### Work to complete
Exactly reproduce the lines from the top of the entries below through the line containing "any later version.", with both ends included.

### Excerpts from a dataset
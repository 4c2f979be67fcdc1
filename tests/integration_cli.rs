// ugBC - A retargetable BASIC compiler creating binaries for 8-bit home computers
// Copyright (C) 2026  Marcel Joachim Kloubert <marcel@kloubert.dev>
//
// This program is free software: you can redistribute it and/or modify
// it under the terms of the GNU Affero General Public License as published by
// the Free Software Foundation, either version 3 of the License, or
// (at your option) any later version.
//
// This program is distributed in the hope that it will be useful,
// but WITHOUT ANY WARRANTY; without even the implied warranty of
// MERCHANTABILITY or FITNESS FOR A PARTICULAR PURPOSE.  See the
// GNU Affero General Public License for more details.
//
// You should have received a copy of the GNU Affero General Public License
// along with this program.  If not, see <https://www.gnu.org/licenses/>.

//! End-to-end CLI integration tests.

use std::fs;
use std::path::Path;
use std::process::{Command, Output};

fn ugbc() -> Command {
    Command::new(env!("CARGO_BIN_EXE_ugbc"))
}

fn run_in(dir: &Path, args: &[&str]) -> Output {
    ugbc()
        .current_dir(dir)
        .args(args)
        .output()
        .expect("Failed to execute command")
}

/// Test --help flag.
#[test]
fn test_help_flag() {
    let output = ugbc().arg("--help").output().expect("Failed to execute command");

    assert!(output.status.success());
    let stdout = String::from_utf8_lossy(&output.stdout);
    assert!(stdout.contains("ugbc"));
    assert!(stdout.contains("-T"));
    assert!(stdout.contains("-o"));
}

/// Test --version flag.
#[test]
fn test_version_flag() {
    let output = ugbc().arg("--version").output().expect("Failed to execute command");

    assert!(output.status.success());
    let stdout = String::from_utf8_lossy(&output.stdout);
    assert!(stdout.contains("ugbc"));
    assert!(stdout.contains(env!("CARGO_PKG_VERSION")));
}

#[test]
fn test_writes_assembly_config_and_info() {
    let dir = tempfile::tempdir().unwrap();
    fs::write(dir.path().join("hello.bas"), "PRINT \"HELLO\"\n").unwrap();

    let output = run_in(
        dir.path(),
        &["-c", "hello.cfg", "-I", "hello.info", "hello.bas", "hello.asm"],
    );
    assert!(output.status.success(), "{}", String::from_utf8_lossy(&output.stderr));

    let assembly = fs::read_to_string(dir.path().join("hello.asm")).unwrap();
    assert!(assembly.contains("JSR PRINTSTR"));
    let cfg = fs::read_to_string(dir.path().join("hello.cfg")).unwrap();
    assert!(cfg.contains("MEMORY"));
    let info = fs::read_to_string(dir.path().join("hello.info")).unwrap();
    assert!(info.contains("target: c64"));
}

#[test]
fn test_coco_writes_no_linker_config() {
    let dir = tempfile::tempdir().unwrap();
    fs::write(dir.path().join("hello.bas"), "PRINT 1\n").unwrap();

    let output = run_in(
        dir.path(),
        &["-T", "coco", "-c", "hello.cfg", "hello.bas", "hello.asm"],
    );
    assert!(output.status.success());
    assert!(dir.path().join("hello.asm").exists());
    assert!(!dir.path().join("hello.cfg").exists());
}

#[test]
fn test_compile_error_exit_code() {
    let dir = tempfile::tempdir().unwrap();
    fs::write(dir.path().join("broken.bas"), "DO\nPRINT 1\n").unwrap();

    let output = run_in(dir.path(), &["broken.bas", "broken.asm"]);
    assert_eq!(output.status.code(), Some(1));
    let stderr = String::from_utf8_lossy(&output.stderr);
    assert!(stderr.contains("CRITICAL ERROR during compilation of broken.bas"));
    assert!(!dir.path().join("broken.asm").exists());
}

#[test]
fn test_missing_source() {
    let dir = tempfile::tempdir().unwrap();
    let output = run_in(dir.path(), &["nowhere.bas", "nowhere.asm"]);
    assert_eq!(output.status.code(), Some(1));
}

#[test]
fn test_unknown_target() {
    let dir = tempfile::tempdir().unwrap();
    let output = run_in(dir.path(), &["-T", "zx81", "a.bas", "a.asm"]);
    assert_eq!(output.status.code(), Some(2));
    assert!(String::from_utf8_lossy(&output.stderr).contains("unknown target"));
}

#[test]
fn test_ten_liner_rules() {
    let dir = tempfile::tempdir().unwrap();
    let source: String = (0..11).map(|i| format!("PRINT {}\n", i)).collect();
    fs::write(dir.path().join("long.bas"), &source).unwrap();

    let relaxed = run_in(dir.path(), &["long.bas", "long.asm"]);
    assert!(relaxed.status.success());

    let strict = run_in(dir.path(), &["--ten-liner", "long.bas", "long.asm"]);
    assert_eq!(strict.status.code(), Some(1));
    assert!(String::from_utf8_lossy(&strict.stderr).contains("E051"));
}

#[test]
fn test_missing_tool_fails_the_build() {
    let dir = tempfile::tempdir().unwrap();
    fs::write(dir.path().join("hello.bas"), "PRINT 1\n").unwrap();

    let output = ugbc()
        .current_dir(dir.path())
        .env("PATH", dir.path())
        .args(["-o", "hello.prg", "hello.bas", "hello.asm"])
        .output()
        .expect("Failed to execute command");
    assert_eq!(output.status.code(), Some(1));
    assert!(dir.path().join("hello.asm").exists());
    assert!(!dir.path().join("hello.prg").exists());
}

### Response to this exercise
repository 4c2f979be67fcdc1
filename tests/integration_cli.rs
// ugBC - A retargetable BASIC compiler creating binaries for 8-bit home computers
// Copyright (C) 2026  Marcel Joachim Kloubert <marcel@kloubert.dev>
//
// This program is free software: you can redistribute it and/or modify
// it under the terms of the GNU Affero General Public License as published by
// the Free Software Foundation, either version 3 of the License, or
// (at your option) any later version.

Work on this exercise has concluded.